Deutsche Grammophon is proud to release a stunning new recording of Beethoven piano sonatas by Maurizio Pollini. This final recording from 2014 brings a 40-year project to completion: he now presents studio recordings of all 32 Beethoven piano sonatas. The piano sonatas are central to Beethoven’s oeuvre. As a composer and virtuoso pianist himself, he wrote works for the instrument from the beginning to the end of his career, so a cycle of the piano sonatas gives an almost unparalleled insight into his development as a composer and as a master of the instrument.

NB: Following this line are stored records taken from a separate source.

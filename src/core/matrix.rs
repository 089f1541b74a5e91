use crate::core::math;
use crate::core::vector;

use std::fmt;
use std::fmt::Display;
use std::ops::{Mul, Index, IndexMut};

/** A 4x4 matrix in row-major order. Points are row vectors, so translation lives in row 3. */
#[derive(Clone, Copy, Debug, PartialEq)]
pub struct Mat {
    pub storage: [[f32; 4]; 4],
}

impl Mat {
    pub fn new(data: [[f32; 4]; 4]) -> Mat {
        Mat {storage: data}
    }

    pub fn zero() -> Mat {
        Mat::new([[0.0; 4]; 4])
    }

    pub fn identity() -> Mat {
        Mat::new([
            [1.0, 0.0, 0.0, 0.0],
            [0.0, 1.0, 0.0, 0.0],
            [0.0, 0.0, 1.0, 0.0],
            [0.0, 0.0, 0.0, 1.0]])
    }

    pub fn translation(translate: &vector::Vec) -> Mat {
        let mut output = Mat::identity();
        output[3][0] = translate.x;
        output[3][1] = translate.y;
        output[3][2] = translate.z;
        output
    }

    pub fn scale(scale: &vector::Vec) -> Mat {
        let mut output = Mat::identity();
        output[0][0] = scale.x;
        output[1][1] = scale.y;
        output[2][2] = scale.z;
        output
    }

    pub fn transposed(&self) -> Mat {
        let mut output = Mat::zero();
        for row in 0..4 {
            for col in 0..4 {
                output[row][col] = self[col][row];
            }
        }
        output
    }

    fn get_determinant3(&self, r1: usize, r2: usize, r3: usize, c1: usize, c2: usize, c3: usize)
        -> f32
    {
          self[r1][c1] * self[r2][c2] * self[r3][c3]
        + self[r1][c2] * self[r2][c3] * self[r3][c1]
        + self[r1][c3] * self[r2][c1] * self[r3][c2]
        - self[r1][c1] * self[r2][c3] * self[r3][c2]
        - self[r1][c2] * self[r2][c1] * self[r3][c3]
        - self[r1][c3] * self[r2][c2] * self[r3][c1]
    }

    /// Determinant of the upper-left 3x3 block; negative for mirroring transforms.
    pub fn get_determinant3x3(&self) -> f32 {
        self.get_determinant3(0, 1, 2, 0, 1, 2)
    }

    pub fn transform(&self, v: &vector::Vec) -> vector::Vec {
        let x = v.x * self[0][0] + v.y * self[1][0] + v.z * self[2][0] + self[3][0];
        let y = v.x * self[0][1] + v.y * self[1][1] + v.z * self[2][1] + self[3][1];
        let z = v.x * self[0][2] + v.y * self[1][2] + v.z * self[2][2] + self[3][2];
        let w = v.x * self[0][3] + v.y * self[1][3] + v.z * self[2][3] + self[3][3];
        vector::Vec::new(x / w, y / w, z / w)
    }

    pub fn transform_dir(&self, v: &vector::Vec) -> vector::Vec {
        vector::Vec::new(
            v.x * self[0][0] + v.y * self[1][0] + v.z * self[2][0],
            v.x * self[0][1] + v.y * self[1][1] + v.z * self[2][1],
            v.x * self[0][2] + v.y * self[1][2] + v.z * self[2][2])
    }

    /// Returns the inverse, or None when the matrix is singular.
    pub fn inverted(&self) -> Option<Mat> {
        // Pickle 1st two columns of matrix into registers.
        let x00 = self[0][0];
        let x01 = self[0][1];
        let x10 = self[1][0];
        let x11 = self[1][1];
        let x20 = self[2][0];
        let x21 = self[2][1];
        let x30 = self[3][0];
        let x31 = self[3][1];

        // Compute all six 2x2 determinants of 1st two columns.
        let y01 = (x00 * x11) - (x10 * x01);
        let y02 = (x00 * x21) - (x20 * x01);
        let y03 = (x00 * x31) - (x30 * x01);
        let y12 = (x10 * x21) - (x20 * x11);
        let y13 = (x10 * x31) - (x30 * x11);
        let y23 = (x20 * x31) - (x30 * x21);

        // Pickle 2nd two columns of matrix into registers.
        let x02 = self[0][2];
        let x03 = self[0][3];
        let x12 = self[1][2];
        let x13 = self[1][3];
        let x22 = self[2][2];
        let x23 = self[2][3];
        let x32 = self[3][2];
        let x33 = self[3][3];

        // Compute all 3x3 cofactors for 2nd two columns.
        let z33 = (x02 * y12) - (x12 * y02) + (x22 * y01);
        let z23 = (x12 * y03) - (x32 * y01) - (x02 * y13);
        let z13 = (x02 * y23) - (x22 * y03) + (x32 * y02);
        let z03 = (x22 * y13) - (x32 * y12) - (x12 * y23);
        let z32 = (x13 * y02) - (x23 * y01) - (x03 * y12);
        let z22 = (x03 * y13) - (x13 * y03) + (x33 * y01);
        let z12 = (x23 * y03) - (x33 * y02) - (x03 * y23);
        let z02 = (x13 * y23) - (x23 * y13) + (x33 * y12);

        // Compute all six 2x2 determinants of 2nd two columns.
        let y01 = (x02 * x13) - (x12 * x03);
        let y02 = (x02 * x23) - (x22 * x03);
        let y03 = (x02 * x33) - (x32 * x03);
        let y12 = (x12 * x23) - (x22 * x13);
        let y13 = (x12 * x33) - (x32 * x13);
        let y23 = (x22 * x33) - (x32 * x23);

        // Compute all 3x3 cofactors for 1st two columns.
        let z30 = (x11 * y02) - (x21 * y01) - (x01 * y12);
        let z20 = (x01 * y13) - (x11 * y03) + (x31 * y01);
        let z10 = (x21 * y03) - (x31 * y02) - (x01 * y23);
        let z00 = (x11 * y23) - (x21 * y13) + (x31 * y12);
        let z31 = (x00 * y12) - (x10 * y02) + (x20 * y01);
        let z21 = (x10 * y03) - (x30 * y01) - (x00 * y13);
        let z11 = (x00 * y23) - (x20 * y03) + (x30 * y02);
        let z01 = (x20 * y13) - (x30 * y12) - (x10 * y23);

        // Compute 4x4 determinant & its reciprocal.
        let det = (x30 * z30) + (x20 * z20) + (x10 * z10) + (x00 * z00);
        if math::is_nearly_zero(det) || !det.is_finite() {
            return None;
        }

        // Multiply all 3x3 cofactors by reciprocal & transpose.
        let rcp = 1.0 / det;
        let mut output = Mat::zero();
        output[0][0] = z00 * rcp;
        output[0][1] = z10 * rcp;
        output[1][0] = z01 * rcp;
        output[0][2] = z20 * rcp;
        output[2][0] = z02 * rcp;
        output[0][3] = z30 * rcp;
        output[3][0] = z03 * rcp;
        output[1][1] = z11 * rcp;
        output[1][2] = z21 * rcp;
        output[2][1] = z12 * rcp;
        output[1][3] = z31 * rcp;
        output[3][1] = z13 * rcp;
        output[2][2] = z22 * rcp;
        output[2][3] = z32 * rcp;
        output[3][2] = z23 * rcp;
        output[3][3] = z33 * rcp;
        Some(output)
    }

    /// Device layout: the three affine columns as float4 rows.
    pub fn to_float4x3(&self) -> [[f32; 4]; 3] {
        let mut out = [[0.0; 4]; 3];
        for col in 0..3 {
            for row in 0..4 {
                out[col][row] = self[row][col];
            }
        }
        out
    }
}

impl Display for Mat {
    fn fmt(&self, f: &mut fmt::Formatter) -> fmt::Result {
        for row in 0..4 {
            write!(f, "[{} {} {} {}]", self[row][0], self[row][1], self[row][2], self[row][3])?;
        }
        Ok(())
    }
}

impl Mul for Mat {
    type Output = Mat;
    fn mul(self, rhs: Mat) -> Mat {
        let mut output = Mat::zero();
        for row in 0..4 {
            for col in 0..4 {
                let mut sum = 0.0;
                for k in 0..4 {
                    sum += self[row][k] * rhs[k][col];
                }
                output[row][col] = sum;
            }
        }
        output
    }
}

impl Index<usize> for Mat {
    type Output = [f32; 4];
    fn index(&self, index: usize) -> &[f32; 4] {
        &self.storage[index]
    }
}

impl IndexMut<usize> for Mat {
    fn index_mut(&mut self, index: usize) -> &mut [f32; 4] {
        &mut self.storage[index]
    }
}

Almost forty years have passed since Maurizio Pollini made his first studio recording of piano sonatas by Beethoven. His visionary interpretations of the composer’s Piano Sonata opp. 109 & 110 on the Deutsche Grammophon label marked the beginning of an extraordinary artistic journey. The great Italian artist crowns his complete Beethoven cycle with the release on 17 November of the Piano Sonatas opp. 31 & 49, a title certain to take its place in the pantheon of essential piano recordings. The new album, recorded in the Herkulessaal Munich in 2013–14, will also be released as part of an eight­disc box comprising Pollini’s survey of Beethoven’s 32 piano sonatas.

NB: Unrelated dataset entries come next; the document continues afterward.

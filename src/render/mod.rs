mod device;
pub use self::device::{ConstantImageManager, Device, ImageManager, MemoryDevice};

mod manager;
pub use self::manager::{GeometryManager, SyncState};

pub mod packer;
pub use self::packer::{DeviceScene, PackedBvhNode, PackedObject, UploadTransaction};

mod params;
pub use self::params::{BvhType, SceneParams, ShadingSystem};

mod progress;
pub use self::progress::{Progress, ProgressState, SimpleProgress};

mod scene;
pub use self::scene::{Object, Scene};

mod shader;
pub use self::shader::{DisplacePoint, DisplacementShader, Shader};
use crate::core;
use crate::error::{Error, Result};
use crate::geom::attribute::{AttributeKey, AttributeSet, AttributeStandard, ElementCounts};
use crate::geom::bvh::{Bvh, BvhItem, BvhReference};
use crate::geom::cache::GeometryCache;
use crate::geom::dice::{self, DicedVertex, TessellatedSubPatch};
use crate::geom::osd::{OsdData, PatchEvaluator};
use crate::geom::prim::{Curve, CurveKey, MeshOffsets, NO_VERTEX, Patch, Primitive, SubPatch, Triangle};
use crate::geom::subd::SubdSplit;
use crate::render::{Progress, Scene, SceneParams};

use bitflags::bitflags;
use log::{debug, warn};
use std::collections::HashMap;
use std::sync::atomic::{AtomicU64, Ordering};

/// Index of a mesh in its scene.
pub type MeshId = usize;

bitflags! {
    /// Which kinds of geometry an entity has been given, even if currently empty.
    pub struct GeometryFlags: u32 {
        const TRIANGLES = 0b01;
        const CURVES    = 0b10;
    }
}

bitflags! {
    /// Flags packed into the upper bits of device shader ids.
    pub struct ShaderFlags: u32 {
        const SMOOTH_NORMAL = 1 << 31;
        /// Triangle winding is reversed by a baked negative-scale transform.
        const MIRRORED      = 1 << 30;
    }
}

/// Bits of a packed shader word holding the shader id.
pub const SHADER_MASK: u32 = (1 << 30) - 1;

#[derive(Clone, Copy, Debug, PartialEq, Eq)]
pub enum SubdivisionType {
    None,
    Linear,
    CatmullClark,
}

#[derive(Clone, Copy, Debug, PartialEq, Eq)]
pub enum DisplacementMethod {
    /// Perturb shading normals only.
    Bump,
    /// Move vertices.
    True,
    Both,
}

impl DisplacementMethod {
    pub fn moves_vertices(&self) -> bool {
        *self != DisplacementMethod::Bump
    }
}

#[derive(Clone, Copy, Debug, PartialEq, Eq)]
pub enum UpdateState {
    Clean,
    DirtyIncremental,
    DirtyRebuild,
}

#[derive(Clone, Copy, Debug, PartialEq, Eq)]
pub enum BvhUpdate {
    Built,
    Refitted,
    Cancelled,
}

static NEXT_TOPOLOGY_VERSION: AtomicU64 = AtomicU64::new(1);

fn next_topology_version() -> u64 {
    NEXT_TOPOLOGY_VERSION.fetch_add(1, Ordering::Relaxed)
}

fn check_size(what: &'static str, got: usize, expected: usize) -> Result<()> {
    if got == expected {
        Ok(())
    }
    else {
        Err(Error::BufferSize {what: what, expected: expected, got: got})
    }
}

/// Largest parameter difference at which two points on a shared patch edge are the same.
const SEAM_EPSILON: f32 = 1e-5;

/// Where a diced vertex lies on its coarse patch.
enum PatchLocation {
    /// On a control vertex.
    Corner(usize),
    /// On the edge between two control vertices (lower index first), at parameter `t`
    /// measured from the lower one.
    Edge(usize, usize, f32),
    Interior,
}

fn locate(patch: &Patch, uv: core::Vec2) -> PatchLocation {
    let (u, v) = (uv.x, uv.y);
    let near = |a: f32, b: f32| (a - b).abs() <= SEAM_EPSILON;
    let sides: Vec<(usize, f32)> = if patch.is_quad() {
        [(near(v, 0.0), 0, u), (near(u, 1.0), 1, v), (near(v, 1.0), 2, 1.0 - u), (near(u, 0.0), 3, 1.0 - v)]
                .iter().filter(|s| s.0).map(|s| (s.1, s.2)).collect()
    }
    else {
        [(near(v, 0.0), 0, u), (near(u + v, 1.0), 1, v), (near(u, 0.0), 2, 1.0 - v)]
                .iter().filter(|s| s.0).map(|s| (s.1, s.2)).collect()
    };

    let corners = patch.num_corners();
    match sides.first() {
        None => PatchLocation::Interior,
        Some(&(e, t)) => {
            let a = patch.v[e] as usize;
            let b = patch.v[(e + 1) % corners] as usize;
            if t <= SEAM_EPSILON {
                PatchLocation::Corner(a)
            }
            else if t >= 1.0 - SEAM_EPSILON {
                PatchLocation::Corner(b)
            }
            else if a < b {
                PatchLocation::Edge(a, b, t)
            }
            else {
                PatchLocation::Edge(b, a, 1.0 - t)
            }
        }
    }
}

Pollini’s complete cycle of the Beethoven sonatas, the first to appear on the Yellow Label since Daniel Barenboim’s in the 1980s, takes its rightful place in Deutsche Grammophon’s discography alongside Wilhelm Kempff’s legendary mono recordings from the 1950s and their stereo successors from the 1960s.
Pollini’s achievement also ranks with the incomplete Beethoven cycle made for Deutsche Grammophon by Emil Gilels, a legendary project curtailed by the Soviet pianist’s sudden death in 1985.
Time has played an important role in the development of Pollini’s Beethoven. “The interpretation of all the works I play develops with time,” he has observed. “Otherwise, there would be no renewal. So every time we see a piece of music, there is a little difference. Life makes that difference.”
Maurizio Pollini, widely regarded as the piano world’s archaristocrat, rose to international prominence as winner of the 1960 Warsaw Chopin Competition. Following early successes, the pianist famously withdrew from giving concerts for a year and a half to concentrate on refining his technique and broadening his repertoire. After that he gradually returned to the concert stage and in 1971 signed an exclusive contract to record for Deutsche Grammophon. Pollini’s pursuit of perfection, the intellectual clarity and heartfelt beauty of his interpretations, and quest to connect with the spiritual domain of music have contributed to the development of the complete artist.
Beethoven has been at the heart of Pollini’s musical life for more than five decades. His interpretations of the composer’s music have been informed by profound study. They have also gained from his close contact with the creative energy of such contemporary composers as Pierre Boulez and from his determination to reach far beneath the surface of serious music in search of deeper meaning. In the forty years since he began his piano sonata cycle, Pollini’s Beethoven interpretations have grown in maturity, power and clarity. The complete set of recordings bears witness to his extraordinary artistic evolution and the inexhaustible nature of Beethoven’s imagination.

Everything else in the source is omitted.